Israelis and Palestinians in Jerusalem are
akin to Siamese twins, sharing vital
organs,” said Daniel Seidemann, who is
handling several legal challenges to the
barrier's route in this ancient city. “We're
trying to achieve, through physical means,
what can't be achieved.”
A Jewish
human-rights lawyer who lives in West
Jerusalem, Mr. Seidemann has devoted much of
his life to the study of what he calls the
“living organism” of Jerusalem. Lately, he's
taken on a second career: giving unofficial
tours of the barrier's route to journalists,
foreign diplomats and even, he says, unnamed
members of the Israeli cabinet, highlighting
what he sees as the folly of the barrier's
route.
Like many
Israelis, Mr.

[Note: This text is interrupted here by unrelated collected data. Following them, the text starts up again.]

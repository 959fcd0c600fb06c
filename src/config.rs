//! Configuration types for the beanstalkd client.

use serde::{Deserialize, Serialize};
use std::time::Duration;

use crate::error::{Error, Result};

/// Default beanstalkd address.
pub const DEFAULT_ADDR: &str = "127.0.0.1:11300";

/// Configuration for a [`Client`](crate::Client) connection.
#[derive(Debug, Clone, PartialEq, Eq, Serialize, Deserialize)]
#[serde(default)]
pub struct ClientConfig {
    /// Server address as `host:port`.
    pub addr: String,
    /// Upper bound on establishing the TCP connection. `None` waits for the OS.
    #[serde(with = "duration_secs")]
    pub connect_timeout: Option<Duration>,
    /// Disable Nagle's algorithm on the socket.
    pub tcp_nodelay: bool,
    /// Largest data block accepted in a reply (job bodies, stats, tube lists).
    pub max_reply_size: usize,
}

impl Default for ClientConfig {
    fn default() -> Self {
        Self {
            addr: DEFAULT_ADDR.to_string(),
            connect_timeout: Some(Duration::from_secs(5)),
            tcp_nodelay: true,
            max_reply_size: 1024 * 1024,
        }
    }
}

impl ClientConfig {
    /// Create a config for `addr` with default options.
    pub fn new(addr: impl Into<String>) -> Self {
        Self {
            addr: addr.into(),
            ..Default::default()
        }
    }

    /// Create a new builder.
    pub fn builder() -> ClientConfigBuilder {
        ClientConfigBuilder::new()
    }

    /// Reject configurations that cannot produce a working connection.
    pub fn validate(&self) -> Result<()> {
        if self.addr.trim().is_empty() {
            return Err(Error::Config("address must not be empty".to_string()));
        }
        if self.max_reply_size == 0 {
            return Err(Error::Config("max_reply_size must be positive".to_string()));
        }
        if self.connect_timeout == Some(Duration::ZERO) {
            return Err(Error::Config("connect_timeout must be positive".to_string()));
        }
        Ok(())
    }
}

/// Builder for ClientConfig.
#[derive(Debug, Default)]
pub struct ClientConfigBuilder {
    config: ClientConfig,
}

impl ClientConfigBuilder {
    /// Create a new builder with default values.
    pub fn new() -> Self {
        Self::default()
    }

    /// Set the server address.
    pub fn addr(mut self, addr: impl Into<String>) -> Self {
        self.config.addr = addr.into();
        self
    }

    /// Set the connect timeout.
    pub fn connect_timeout(mut self, timeout: Duration) -> Self {
        self.config.connect_timeout = Some(timeout);
        self
    }

    /// Wait for the OS to give up instead of applying a connect timeout.
    pub fn no_connect_timeout(mut self) -> Self {
        self.config.connect_timeout = None;
        self
    }

    /// Set TCP_NODELAY on the socket.
    pub fn tcp_nodelay(mut self, nodelay: bool) -> Self {
        self.config.tcp_nodelay = nodelay;
        self
    }

    /// Set the reply size limit.
    pub fn max_reply_size(mut self, size: usize) -> Self {
        self.config.max_reply_size = size;
        self
    }

    /// Build the ClientConfig.
    pub fn build(self) -> ClientConfig {
        self.config
    }
}

/// Optional durations as fractional seconds.
mod duration_secs {
    use serde::{Deserialize, Deserializer, Serialize, Serializer};
    use std::time::Duration;

    pub fn serialize<S>(duration: &Option<Duration>, serializer: S) -> Result<S::Ok, S::Error>
    where
        S: Serializer,
    {
        match duration {
            Some(d) => d.as_secs_f64().serialize(serializer),
            None => serializer.serialize_none(),
        }
    }

    pub fn deserialize<'de, D>(deserializer: D) -> Result<Option<Duration>, D::Error>
    where
        D: Deserializer<'de>,
    {
        let secs: Option<f64> = Option::deserialize(deserializer)?;
        match secs {
            Some(s) if !s.is_finite() || s < 0.0 => Err(serde::de::Error::custom(
                "connect_timeout must be a non-negative number of seconds",
            )),
            Some(s) => Ok(Some(Duration::from_secs_f64(s))),
            None => Ok(None),
        }
    }
}
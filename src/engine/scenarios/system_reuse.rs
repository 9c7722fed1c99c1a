// ==========================================
// IGU 回收碳排放评估 - 整樘再利用路径
// ==========================================
// 顺序: 拆除损失 → 现场拆除(拆前面积) → A 段 → 包装
//      → 维修损失 或 默认复用损失 → B 段 → 安装 → [等效新品] → 废料运输
// ==========================================

use crate::domain::{GlazingType, RouteKey, ScenarioKind, ScenarioResult, Stage};
use crate::engine::decisions::ScenarioDecisions;
use crate::engine::scenarios::common::StageRecorder;
use crate::engine::scenarios::ScenarioContext;
use crate::engine::yield_loss::apply_yield_loss;
use serde_json::json;

pub fn run_system_reuse(ctx: &ScenarioContext<'_>, decisions: &ScenarioDecisions) -> ScenarioResult {
    let params = ctx.params;
    let start = ctx.flow_start;
    let mut rec = StageRecorder::new(ctx);

    let removed = apply_yield_loss(&start, decisions.removal_yield_loss);
    rec.dismantling(start.area_m2);
    rec.transport_in_stillages(Stage::TransportA, RouteKey::OriginToProcessor, &removed);
    rec.packaging(removed.igus);

    let ready = if decisions.repair_needed {
        let repaired = apply_yield_loss(&removed, params.repair_yield_loss);
        // 三层中空两个空腔都需重新充气密封
        let multiplier = if ctx.group.glazing_type == GlazingType::Triple {
            2.0
        } else {
            1.0
        };
        rec.charge(
            Stage::Repair,
            "area_m2 * REPAIR * cavity_multiplier",
            json!({
                "area_m2": repaired.area_m2,
                "factor": params.repair_kgco2_per_m2,
                "cavity_multiplier": multiplier,
            }),
            repaired.area_m2 * params.repair_kgco2_per_m2 * multiplier,
        );
        repaired
    } else {
        apply_yield_loss(&removed, params.system_reuse_default_yield_loss)
    };

    rec.transport_in_stillages(Stage::TransportB, RouteKey::ProcessorToReuse, &ready);
    rec.installation(ready.area_m2);

    if decisions.equivalent_product {
        rec.equivalent_product(&start, &ready);
    }
    rec.waste_from_site(&start, &removed);
    rec.waste_from_processor(&removed, &ready);

    rec.finish(
        ScenarioKind::SystemReuse,
        ScenarioKind::SystemReuse.label(),
        ready,
        None,
    )
}
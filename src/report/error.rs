// ==========================================
// IGU 回收碳排放评估 - 报表层错误类型
// ==========================================

use thiserror::Error;

#[derive(Error, Debug)]
pub enum ReportError {
    #[error("报表写入失败: {0}")]
    Io(#[from] std::io::Error),

    #[error("CSV 写入失败: {0}")]
    Csv(#[from] csv::Error),

    #[error("JSON 序列化失败: {0}")]
    Json(#[from] serde_json::Error),
}

pub type ReportResult<T> = Result<T, ReportError>;
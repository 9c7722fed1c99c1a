// ==========================================
// IGU 回收碳排放评估 - 批量评估
// ==========================================
// 职责: 产品目录 × 路径矩阵展开计算
// 并发: run_parallel 按产品 spawn_blocking, join_all 汇合 (结果保持目录顺序)
// 红线: 单个产品/路径失败只记录并跳过, 不中断批次; 共享上下文只读
// ==========================================

use crate::config::{
    build_process_settings, build_seal_geometry, build_transport_config, EmissionParameters,
    MaterialConstants, ParameterSet,
};
use crate::domain::{
    ProcessSettings, RouteRegistry, ScenarioKind, ScenarioResult, SealGeometry, TransportModeConfig,
};
use crate::engine::aggregation::aggregate_igu_groups;
use crate::engine::audit::{CalculationAudit, ScopedAudit};
use crate::engine::decisions::ScenarioDecisions;
use crate::engine::error::{EngineError, EngineResult};
use crate::engine::material_mass::{calculate_material_masses, compute_igu_mass_totals, initial_flow_state};
use crate::engine::routing::resolve_default_routes;
use crate::engine::scenarios::{run_scenario, ScenarioContext};
use crate::importer::ProductRecord;
use futures::future::join_all;
use serde::{Deserialize, Serialize};
use std::sync::Arc;
use tracing::{error, info, instrument, warn};

// ==========================================
// 批次上下文 (只读共享)
// ==========================================
#[derive(Debug, Clone)]
pub struct BatchContext {
    pub processes: ProcessSettings,
    pub transport: TransportModeConfig,
    pub params: EmissionParameters,
    pub materials: MaterialConstants,
    pub seal: SealGeometry,
    /// 批量模式统一决策
    pub decisions: ScenarioDecisions,
    pub scenarios: Vec<ScenarioKind>,
}

impl BatchContext {
    /// 由参数表构建批次上下文
    ///
    /// # 规则
    /// - 路线: 先按地点解析默认路线, 再叠加加载的路线表 (加载项优先)
    /// - 决策: 批量默认值, 改造强度取参数预设
    /// - 路径: 全部六条
    pub fn from_parameters(
        params: &ParameterSet,
        loaded_routes: Option<RouteRegistry>,
    ) -> EngineResult<Self> {
        let transport = build_transport_config(params)?;
        let mut routes = resolve_default_routes(&transport);
        if let Some(loaded) = loaded_routes {
            routes.merge(loaded);
        }
        let processes = build_process_settings(params, routes)?;
        let decisions = ScenarioDecisions::batch_defaults(processes.repurpose_intensity);

        Ok(Self {
            params: EmissionParameters::from_parameters(params)?,
            materials: MaterialConstants::from_parameters(params)?,
            seal: build_seal_geometry(params)?,
            processes,
            transport,
            decisions,
            scenarios: ScenarioKind::ALL.to_vec(),
        })
    }
}

// ==========================================
// 批次结果
// ==========================================
#[derive(Debug, Clone, Serialize, Deserialize)]
pub struct BatchItem {
    pub group_id: Option<String>,
    pub product_name: String,
    pub result: ScenarioResult,
}

#[derive(Debug, Clone, Serialize, Deserialize)]
pub struct BatchFailure {
    pub product_name: String,
    /// None 表示整个产品的任务失败
    pub scenario: Option<ScenarioKind>,
    pub message: String,
}

#[derive(Debug, Clone, Default, Serialize, Deserialize)]
pub struct BatchReport {
    pub items: Vec<BatchItem>,
    pub failures: Vec<BatchFailure>,
}

impl BatchReport {
    fn absorb(&mut self, other: BatchReport) {
        self.items.extend(other.items);
        self.failures.extend(other.failures);
    }
}

// ==========================================
// BatchRunner
// ==========================================
#[derive(Clone)]
pub struct BatchRunner {
    context: Arc<BatchContext>,
    audit: Arc<dyn CalculationAudit>,
}

impl BatchRunner {
    pub fn new(context: BatchContext, audit: Arc<dyn CalculationAudit>) -> Self {
        Self {
            context: Arc::new(context),
            audit,
        }
    }

    pub fn context(&self) -> &BatchContext {
        &self.context
    }

    /// 单个产品的全部路径
    pub fn evaluate_product(&self, product: &ProductRecord) -> BatchReport {
        let mut report = BatchReport::default();

        for kind in &self.context.scenarios {
            match self.evaluate_scenario(product, *kind) {
                Ok(result) => report.items.push(BatchItem {
                    group_id: product.group_id.clone(),
                    product_name: product.product_name.clone(),
                    result,
                }),
                Err(e) => {
                    warn!(
                        product = %product.product_name,
                        scenario = %kind,
                        error = %e,
                        "路径计算失败,已跳过"
                    );
                    report.failures.push(BatchFailure {
                        product_name: product.product_name.clone(),
                        scenario: Some(*kind),
                        message: e.to_string(),
                    });
                }
            }
        }

        report
    }

    fn evaluate_scenario(
        &self,
        product: &ProductRecord,
        kind: ScenarioKind,
    ) -> EngineResult<ScenarioResult> {
        let ctx = &self.context;
        let group = &product.group;
        let groups = std::slice::from_ref(group);

        let stats = aggregate_igu_groups(groups, &ctx.processes)?;
        // 物料流起点按单位面积参考质量; 精细材料质量只用于重组材料
        let masses = compute_igu_mass_totals(groups, &stats, None, &ctx.materials);
        let audit = ScopedAudit::new(self.audit.as_ref(), product.product_name.as_str(), kind);
        let scenario_ctx = ScenarioContext {
            processes: &ctx.processes,
            transport: &ctx.transport,
            params: &ctx.params,
            group,
            group_masses: calculate_material_masses(group, &ctx.seal, &ctx.materials),
            flow_start: initial_flow_state(&stats, &masses),
            audit: &audit,
        };

        run_scenario(kind, &scenario_ctx, &ctx.decisions).map_err(|e| EngineError::ScenarioFailed {
            product: product.product_name.clone(),
            scenario: kind,
            message: e.to_string(),
        })
    }

    /// 顺序执行
    #[instrument(skip(self, products), fields(products = products.len()))]
    pub fn run(&self, products: &[ProductRecord]) -> BatchReport {
        let mut report = BatchReport::default();
        for product in products {
            report.absorb(self.evaluate_product(product));
        }
        log_summary(&report);
        report
    }

    /// 并行执行 (每个产品一个阻塞任务)
    #[instrument(skip(self, products), fields(products = products.len()))]
    pub async fn run_parallel(&self, products: Vec<ProductRecord>) -> BatchReport {
        let tasks = products.into_iter().map(|product| {
            let runner = self.clone();
            async move {
                let name = product.product_name.clone();
                tokio::task::spawn_blocking(move || runner.evaluate_product(&product))
                    .await
                    .map_err(|e| (name, EngineError::TaskJoin(e.to_string())))
            }
        });

        let mut report = BatchReport::default();
        for outcome in join_all(tasks).await {
            match outcome {
                Ok(partial) => report.absorb(partial),
                Err((product_name, e)) => {
                    error!(product = %product_name, error = %e, "批量任务异常终止");
                    report.failures.push(BatchFailure {
                        product_name,
                        scenario: None,
                        message: e.to_string(),
                    });
                }
            }
        }

        log_summary(&report);
        report
    }
}

fn log_summary(report: &BatchReport) {
    info!(
        results = report.items.len(),
        failures = report.failures.len(),
        "批量评估完成"
    );
}
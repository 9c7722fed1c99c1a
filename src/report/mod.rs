// ==========================================
// IGU 回收碳排放评估 - 报表层
// ==========================================
// 职责: 批次结果 → CSV 分析报表 / JSON 明细
// ==========================================

pub mod csv_report;
pub mod error;
pub mod json_report;

pub use csv_report::{build_rows, round3, write_csv, write_csv_file, ReportRow, BASE_COLUMNS};
pub use error::{ReportError, ReportResult};
pub use json_report::{write_json_file, JsonReport};
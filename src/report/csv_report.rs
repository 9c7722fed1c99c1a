// ==========================================
// IGU 回收碳排放评估 - CSV 分析报表
// ==========================================
// 列: 固定基础列 + 按名称排序的 Emissions_<阶段> 列
// 规则: 数值保留 3 位小数; 某行没有的阶段列留空
// ==========================================

use crate::domain::{Location, RouteKey};
use crate::engine::{BatchContext, BatchReport};
use crate::report::error::ReportResult;
use serde::Serialize;
use std::collections::{BTreeMap, BTreeSet};
use std::fs::File;
use std::io::Write;
use std::path::Path;
use tracing::info;

pub const BASE_COLUMNS: [&str; 11] = [
    "Product Group",
    "Product Name",
    "Scenario",
    "Total Emissions (kgCO2e)",
    "Final Yield (%)",
    "Final Mass (kg)",
    "Intensity (kgCO2e/m2 output)",
    "Origin",
    "Processor",
    "Route A Mode",
    "Route A Dist (km)",
];

const STAGE_PREFIX: &str = "Emissions_";

/// 报表单行
#[derive(Debug, Clone, PartialEq, Serialize)]
pub struct ReportRow {
    pub product_group: String,
    pub product_name: String,
    pub scenario: String,
    pub total_emissions_kgco2: f64,
    pub final_yield_percent: f64,
    pub final_mass_kg: f64,
    pub intensity_kgco2_per_m2: f64,
    pub origin: String,
    pub processor: String,
    pub route_a_mode: String,
    pub route_a_km: Option<f64>,
    /// 阶段标签 → 排放
    pub stages: BTreeMap<String, f64>,
}

pub fn round3(value: f64) -> f64 {
    (value * 1000.0).round() / 1000.0
}

fn format_location(loc: &Location) -> String {
    format!("{:.4},{:.4}", loc.lat, loc.lon)
}

/// 由批次结果构建报表行
pub fn build_rows(report: &BatchReport, context: &BatchContext) -> Vec<ReportRow> {
    let route_a = context.processes.routes.get(RouteKey::OriginToProcessor);
    let origin = format_location(&context.transport.origin);
    let processor = format_location(&context.transport.processor);

    report
        .items
        .iter()
        .map(|item| {
            let result = &item.result;
            ReportRow {
                product_group: item.group_id.clone().unwrap_or_else(|| "N/A".to_string()),
                product_name: item.product_name.clone(),
                scenario: result.scenario_name.clone(),
                total_emissions_kgco2: result.total_emissions_kgco2,
                final_yield_percent: result.yield_percent,
                final_mass_kg: result.final_mass_kg,
                intensity_kgco2_per_m2: result.intensity_kgco2_per_m2(),
                origin: origin.clone(),
                processor: processor.clone(),
                route_a_mode: route_a
                    .map(|r| r.mode.to_string())
                    .unwrap_or_else(|| "N/A".to_string()),
                route_a_km: route_a.map(|r| r.total_km()),
                stages: result
                    .by_stage
                    .entries()
                    .iter()
                    .map(|e| (e.stage.label().to_string(), e.kgco2e))
                    .collect(),
            }
        })
        .collect()
}

/// 写 CSV
pub fn write_csv<W: Write>(rows: &[ReportRow], writer: W) -> ReportResult<()> {
    let stage_columns: BTreeSet<&str> = rows
        .iter()
        .flat_map(|r| r.stages.keys().map(String::as_str))
        .collect();

    let mut wtr = csv::Writer::from_writer(writer);

    let mut header: Vec<String> = BASE_COLUMNS.iter().map(|c| c.to_string()).collect();
    header.extend(stage_columns.iter().map(|s| format!("{}{}", STAGE_PREFIX, s)));
    wtr.write_record(&header)?;

    let number = |v: f64| round3(v).to_string();
    for row in rows {
        let mut record = vec![
            row.product_group.clone(),
            row.product_name.clone(),
            row.scenario.clone(),
            number(row.total_emissions_kgco2),
            number(row.final_yield_percent),
            number(row.final_mass_kg),
            number(row.intensity_kgco2_per_m2),
            row.origin.clone(),
            row.processor.clone(),
            row.route_a_mode.clone(),
            row.route_a_km.map(number).unwrap_or_default(),
        ];
        record.extend(
            stage_columns
                .iter()
                .map(|s| row.stages.get(*s).map(|v| number(*v)).unwrap_or_default()),
        );
        wtr.write_record(&record)?;
    }

    wtr.flush()?;
    Ok(())
}

pub fn write_csv_file<P: AsRef<Path>>(rows: &[ReportRow], path: P) -> ReportResult<()> {
    let file = File::create(path.as_ref())?;
    write_csv(rows, file)?;
    info!(path = %path.as_ref().display(), rows = rows.len(), "CSV 报表已写出");
    Ok(())
}

#[cfg(test)]
mod tests {
    use super::*;

    fn row(scenario: &str, stages: &[(&str, f64)]) -> ReportRow {
        ReportRow {
            product_group: "G1".to_string(),
            product_name: "SGG 6|16|6".to_string(),
            scenario: scenario.to_string(),
            total_emissions_kgco2: stages.iter().map(|(_, v)| v).sum(),
            final_yield_percent: 80.0,
            final_mass_kg: 160.12345,
            intensity_kgco2_per_m2: 0.0,
            origin: "51.5074,-0.1278".to_string(),
            processor: "52.4862,-1.8904".to_string(),
            route_a_mode: "HGV lorry".to_string(),
            route_a_km: Some(120.0),
            stages: stages.iter().map(|(k, v)| (k.to_string(), *v)).collect(),
        }
    }

    #[test]
    fn test_round3() {
        assert_eq!(round3(1.23456), 1.235);
        assert_eq!(round3(-0.0004), -0.0);
    }

    #[test]
    fn test_stage_columns_sorted_and_blank_when_absent() {
        let rows = vec![
            row("Straight to Landfill", &[("Landfill Transport", 1.5), ("Dismantling", 1.5)]),
            row("System Reuse", &[("Transport A", 2.0)]),
        ];
        let mut buf = Vec::new();
        write_csv(&rows, &mut buf).unwrap();
        let text = String::from_utf8(buf).unwrap();
        let lines: Vec<&str> = text.lines().collect();

        assert!(lines[0].ends_with(
            "Emissions_Dismantling,Emissions_Landfill Transport,Emissions_Transport A"
        ));
        assert!(lines[1].contains(",160.123,"));
        assert!(lines[1].ends_with(",1.5,1.5,"));
        assert!(lines[2].ends_with(",,,2"));
    }
}
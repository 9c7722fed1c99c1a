// ==========================================
// IGU 回收碳排放评估 - 路线表导入
// ==========================================
// 列: route_key, mode, truck_km, ferry_km
// 红线: 路线键/运输方式无法识别或距离为负 → 整表失败
// ==========================================

use crate::domain::{RouteConfig, RouteKey, RouteRegistry, TransportMode};
use crate::importer::error::{ImportError, ImportResult};
use crate::importer::file_parser::{RawRecord, UniversalFileParser};
use std::path::Path;
use tracing::{info, warn};

pub struct RouteTableImporter;

impl RouteTableImporter {
    pub fn import_file<P: AsRef<Path>>(&self, path: P) -> ImportResult<RouteRegistry> {
        let records = UniversalFileParser.parse(path.as_ref())?;
        let registry = self.import_records(&records)?;
        info!(
            path = %path.as_ref().display(),
            routes = registry.len(),
            "路线表加载完成"
        );
        Ok(registry)
    }

    pub fn import_records(&self, records: &[RawRecord]) -> ImportResult<RouteRegistry> {
        let mut registry = RouteRegistry::new();

        for (idx, row) in records.iter().enumerate() {
            let row_number = idx + 2;
            let domain_err = |source| ImportError::DomainViolation {
                row: row_number,
                source,
            };

            let key: RouteKey = required(row, "route_key", row_number)?
                .parse()
                .map_err(domain_err)?;

            let truck_km = number(row, "truck_km", row_number)?;
            let ferry_km = number(row, "ferry_km", row_number)?;
            let mode = match cell(row, "mode") {
                Some(m) => m.parse::<TransportMode>().map_err(domain_err)?,
                None if ferry_km > 0.0 => TransportMode::RoadFerry,
                None => TransportMode::Road,
            };

            if mode == TransportMode::Road && ferry_km > 0.0 {
                warn!(row = row_number, route = %key, ferry_km, "公路路线的轮渡距离不计入排放");
            }
            let route = RouteConfig::new(mode, truck_km, ferry_km).map_err(domain_err)?;
            registry.insert(key, route);
        }

        Ok(registry)
    }
}

fn cell<'a>(row: &'a RawRecord, name: &str) -> Option<&'a str> {
    row.iter()
        .find(|(k, _)| k.trim().eq_ignore_ascii_case(name))
        .map(|(_, v)| v.trim())
        .filter(|v| !v.is_empty())
}

fn required<'a>(row: &'a RawRecord, name: &str, row_number: usize) -> ImportResult<&'a str> {
    cell(row, name).ok_or_else(|| ImportError::RowMapping {
        row: row_number,
        message: format!("缺少列 {}", name),
    })
}

/// 距离列, 空值按 0 计
fn number(row: &RawRecord, name: &str, row_number: usize) -> ImportResult<f64> {
    match cell(row, name) {
        None => Ok(0.0),
        Some(v) => v
            .parse::<f64>()
            .map_err(|_| ImportError::InvalidCell {
                row: row_number,
                field: name.to_string(),
                message: format!("无法解析为浮点数: {}", v),
            }),
    }
}

#[cfg(test)]
mod tests {
    use super::*;

    fn row(pairs: &[(&str, &str)]) -> RawRecord {
        pairs
            .iter()
            .map(|(k, v)| (k.to_string(), v.to_string()))
            .collect()
    }

    #[test]
    fn test_route_table_rows() {
        let records = vec![
            row(&[("route_key", "origin_to_processor"), ("mode", "HGV lorry"), ("truck_km", "120")]),
            row(&[("route_key", "processor_to_reuse"), ("truck_km", "80"), ("ferry_km", "35")]),
        ];
        let registry = RouteTableImporter.import_records(&records).unwrap();

        assert_eq!(registry.len(), 2);
        let b = registry.get(RouteKey::ProcessorToReuse).unwrap();
        assert_eq!(b.mode, TransportMode::RoadFerry);
        assert_eq!(b.total_km(), 115.0);
    }

    #[test]
    fn test_explicit_road_mode_keeps_ferry_out_of_distance() {
        let records = vec![row(&[
            ("route_key", "processor_to_reuse"),
            ("mode", "HGV lorry"),
            ("truck_km", "80"),
            ("ferry_km", "35"),
        ])];
        let registry = RouteTableImporter.import_records(&records).unwrap();

        let b = registry.get(RouteKey::ProcessorToReuse).unwrap();
        assert_eq!(b.mode, TransportMode::Road);
        assert_eq!(b.billed_ferry_km(), 0.0);
        assert_eq!(b.total_km(), 80.0);
    }

    #[test]
    fn test_unknown_route_key_rejected() {
        let records = vec![row(&[("route_key", "site_to_moon"), ("truck_km", "1")])];
        let err = RouteTableImporter.import_records(&records).unwrap_err();
        assert_eq!(err.row(), Some(2));
    }

    #[test]
    fn test_negative_distance_rejected() {
        let records = vec![row(&[("route_key", "origin_to_landfill"), ("truck_km", "-5")])];
        assert!(RouteTableImporter.import_records(&records).is_err());
    }
}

Seidemann lived through enough
violence and fear during the last intifada
to appreciate the need for some sort of a
barricade to keep out those who would blow
themselves up inside restaurants and buses.
He believes, however, the wall's route was
conceived with goals other than security in
mind, inflicts unnecessary harm and
humiliation on Palestinians, and as a result
will end up making Israelis less, not more,
safe.
Animosity toward Israel is clearly on the
rise at the Anata school, where throwing
rocks at the Israeli police who patrol their
former schoolyard has become a common way to
pass the lunch hour.
Yusef
I'layyan, the school's headmaster, keeps
under his desk a box full of spent tear-gas
canisters and stun grenades with Hebrew
writing on them that he says Israeli police
have fired back into the schoolyard and even
the main lobby of the building.
Mr. I'layyan
makes it clear that he isn't about to start
punishing his students for acts of rebellion
that he clearly supports.
“The students
are incapable of studying in such an
environment. The Israelis should expect to
have rocks thrown at them,” he said.
“They've
instilled in the children a love of the
resistance that wasn't there before.”